Cannot put numbers on it, I'm not greedy so no need to stray outside of the big 4. My TD is not out before the end of November anyway and the OCR is 29th November with banks clearly prepared to price in changes early. I can just sit back with my popcorn these days.
They're raising reserves by way of bidding for deposits - smells more like a liquidity concern to me. Having a look at the SBS balance sheet gives a few clues, last year ~85% of their assets held in loans, NZ banks in aggregate hold around 78%. Equally interesting is the low level deposits and very high level of redeemable shares.
If this is a move to increase liquidity, what is the forecast they're preparing for...
Nah, assuming you have a 8% mortgage, you're still better off financially paying lump sums to that instead.
Disciplined FHB savers - yes, very tempting indeed. I concur withy comments above whereas I wouldn't place all my hard earned savings in a "BBB" rated bank.
This is the closest any saver has come to covering inflation in more than 15 years.

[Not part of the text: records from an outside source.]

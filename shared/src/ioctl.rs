//! Control codes understood by the privileged component.
//!
//! Layout follows the usual `CTL_CODE` packing:
//! `device << 16 | access << 14 | function << 2 | method`.

/// `FILE_DEVICE_UNKNOWN`.
pub const DEVICE_UNKNOWN: u32 = 0x22;
/// `METHOD_BUFFERED`.
pub const METHOD_BUFFERED: u32 = 0;
/// `FILE_ANY_ACCESS`.
pub const ACCESS_ANY: u32 = 0;

/// Pack a control code.
pub const fn ctl_code(device: u32, function: u32, method: u32, access: u32) -> u32 {
    (device << 16) | (access << 14) | (function << 2) | method
}

const fn buffered(function: u32) -> u32 {
    ctl_code(DEVICE_UNKNOWN, function, METHOD_BUFFERED, ACCESS_ANY)
}

/// Write that first lifts page protection on the remote side.
///
/// Issuing this in quick succession is known to destabilise the remote
/// system; callers rate-limit it.
pub const WRITE_PROTECTED: u32 = buffered(0x823);
pub const WRITE: u32 = buffered(0x824);
pub const READ: u32 = buffered(0x825);
pub const GET_BASE: u32 = buffered(0x826);
/// Module-base lookups. Which module each one targets is decided by the
/// driver build; the client only forwards them.
pub const GET_MODULE_BASE_PRIMARY: u32 = buffered(0x827);
pub const GET_MODULE_BASE_SECONDARY: u32 = buffered(0x828);
/// Reserved for a driver-side scan. Not issued by this client.
pub const SCAN: u32 = buffered(0x829);

/// Every code above, in function-number order.
pub const ALL: [u32; 7] = [
    WRITE_PROTECTED,
    WRITE,
    READ,
    GET_BASE,
    GET_MODULE_BASE_PRIMARY,
    GET_MODULE_BASE_SECONDARY,
    SCAN,
];

/// Human-readable name for logs.
pub fn name(code: u32) -> &'static str {
    match code {
        WRITE_PROTECTED => "WRITE_PROTECTED",
        WRITE => "WRITE",
        READ => "READ",
        GET_BASE => "GET_BASE",
        GET_MODULE_BASE_PRIMARY => "GET_MODULE_BASE_PRIMARY",
        GET_MODULE_BASE_SECONDARY => "GET_MODULE_BASE_SECONDARY",
        SCAN => "SCAN",
        _ => "UNKNOWN",
    }
}

#[cfg(test)]
mod tests {
    use super::*;

    #[test]
    fn codes_match_ctl_code_packing() {
        assert_eq!(READ, 0x0022_2094);
        assert_eq!(WRITE, 0x0022_2090);
        assert_eq!(WRITE_PROTECTED, 0x0022_208C);
        assert_eq!(GET_BASE, 0x0022_2098);
    }

    #[test]
    fn codes_are_distinct() {
        for (i, a) in ALL.iter().enumerate() {
            for b in &ALL[i + 1..] {
                assert_ne!(a, b);
            }
        }
    }

    #[test]
    fn names_cover_every_code() {
        assert!(ALL.iter().all(|&c| name(c) != "UNKNOWN"));
        assert_eq!(name(0xDEAD), "UNKNOWN");
    }
}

This is not correct, only the last 5 years. Through the mid 2010s, inflation was consistently below 2%, under 1% for some of that and TD rates were around the 3.5-4% range, meaning after income tax at 33% you were ahead of inflation.
Which begs the obvious question ... Are the banks increasing their capital buffers (at the expense of future profits) because their loan books are stressed?

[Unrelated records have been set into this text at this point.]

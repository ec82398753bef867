//! Public API for configuration

pub mod loader;
pub mod model;
pub mod types;

// Re-export the main entrypoints:
pub use loader::{load, parse};
pub use model::ConfigError;
pub use types::{Config, IoMethod, LoadMethod, LoggingConfig, MemoryConfig, ServiceConfig};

The big banks are likewise raising capital but are doing so at an institutional level rather then direct to depositors. Methinks all is not well in many banks. We'll know within the next 12 months I guess.

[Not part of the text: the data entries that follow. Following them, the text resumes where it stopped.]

// src/config/model.rs

use serde::Deserialize;
use thiserror::Error;

/// Raw top-level TOML document.
#[derive(Debug, Deserialize)]
pub struct RawConfig {
    #[serde(default)]
    pub logging: RawLogging,
    pub service: RawService,
    #[serde(default)]
    pub memory: RawMemory,
    #[serde(default)]
    pub target: Option<RawTarget>,
}

/// Mirror of the `[logging]` table
#[derive(Debug, Default, Deserialize)]
pub struct RawLogging {
    #[serde(default)]            pub enable: bool,
    #[serde(default)]            pub file:   Option<String>,
    #[serde(default = "default_level")] pub level: String,
}
fn default_level() -> String { "INFO".into() }

/// Mirror of the `[service]` table — `name` and `binary` are mandatory.
#[derive(Debug, Deserialize)]
pub struct RawService {
    pub name:           String,
    #[serde(default)]
    pub display_name:   Option<String>,
    pub binary:         String,
    #[serde(default)]
    pub endpoint:       String,
    #[serde(default = "default_load_method")]
    pub load_method:    String,
    #[serde(default = "default_io_method")]
    pub io_method:      String,
    /// humantime string, e.g. `"10s"`
    #[serde(default)]
    pub status_timeout: Option<String>,
    #[serde(default)]
    pub poll_interval:  Option<String>,
    #[serde(default)]
    pub shared_memory:  Option<RawSharedMemory>,
}
fn default_load_method() -> String { "normal".into() }
fn default_io_method() -> String { "control".into() }

/// Mirror of `[service.shared_memory]`
#[derive(Debug, Default, Deserialize)]
pub struct RawSharedMemory {
    #[serde(default)] pub process_id:      u32,
    #[serde(default)] pub process_address: u64,
    #[serde(default)] pub first_event:     String,
    #[serde(default)] pub second_event:    String,
}

/// Mirror of `[memory]`
#[derive(Debug, Default, Deserialize)]
pub struct RawMemory {
    #[serde(default)]
    pub scan_block_size: Option<u64>,
}

/// Mirror of `[target]`
#[derive(Debug, Deserialize)]
pub struct RawTarget {
    #[serde(default)]
    pub process_id:     Option<u64>,
    #[serde(default = "default_unload")]
    pub unload_on_exit: bool,
    #[serde(default)]
    pub signatures:     Vec<RawSignature>,
}
fn default_unload() -> bool { true }

/// One `[[target.signatures]]` entry
#[derive(Debug, Deserialize)]
pub struct RawSignature {
    pub name:    String,
    pub pattern: String,
    #[serde(default)]
    pub start:   Option<u64>,
    #[serde(default)]
    pub size:    Option<u64>,
}

/// All the ways config loading can go wrong
#[derive(Debug, Error)]
pub enum ConfigError {
    #[error("required field '{0}' is missing or empty")]
    MissingField(&'static str),

    #[error("invalid load method '{0}'")]
    InvalidLoadMethod(String),

    #[error("invalid I/O method '{0}'")]
    InvalidIoMethod(String),

    #[error("I/O method '{0}' has no transport in this build")]
    UnsupportedIoMethod(crate::config::types::IoMethod),

    #[error("invalid duration '{0}': {1}")]
    InvalidDuration(String, #[source] humantime::DurationError),

    #[error("invalid value for '{field}': {reason}")]
    InvalidValue { field: &'static str, reason: String },

    #[error("I/O error: {0}")]
    Io(#[from] std::io::Error),

    #[error("TOML parse error: {0}")]
    Toml(#[from] toml::de::Error),
}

Hooray ! .... to risky for me (all my risk money is in crypto) but what it means is finally the banks are having to "earn" their money and have buffers - not just take someone's $100k deposit and use it as ""security"" for a $2,000,0000 30 year mortgage !!
However, we all know they make their money with margins, so they will still be doing OK - thank you very much ...however does not bode well for those wishing for interest rates to fall.
Oh well, you pay ya munny and you take your chances....
That's quite a nice jump above other competitors:)
I saw a few in the comments say they wouldn't put their savings into a BBB rated bank. Isn't there a government guarantee that's been introduced in NZ to protect our deposits of up to 100k? I'd presume that if you have up to 100k in savings then it should be pretty safe to keep them in a BBB rated bank, no?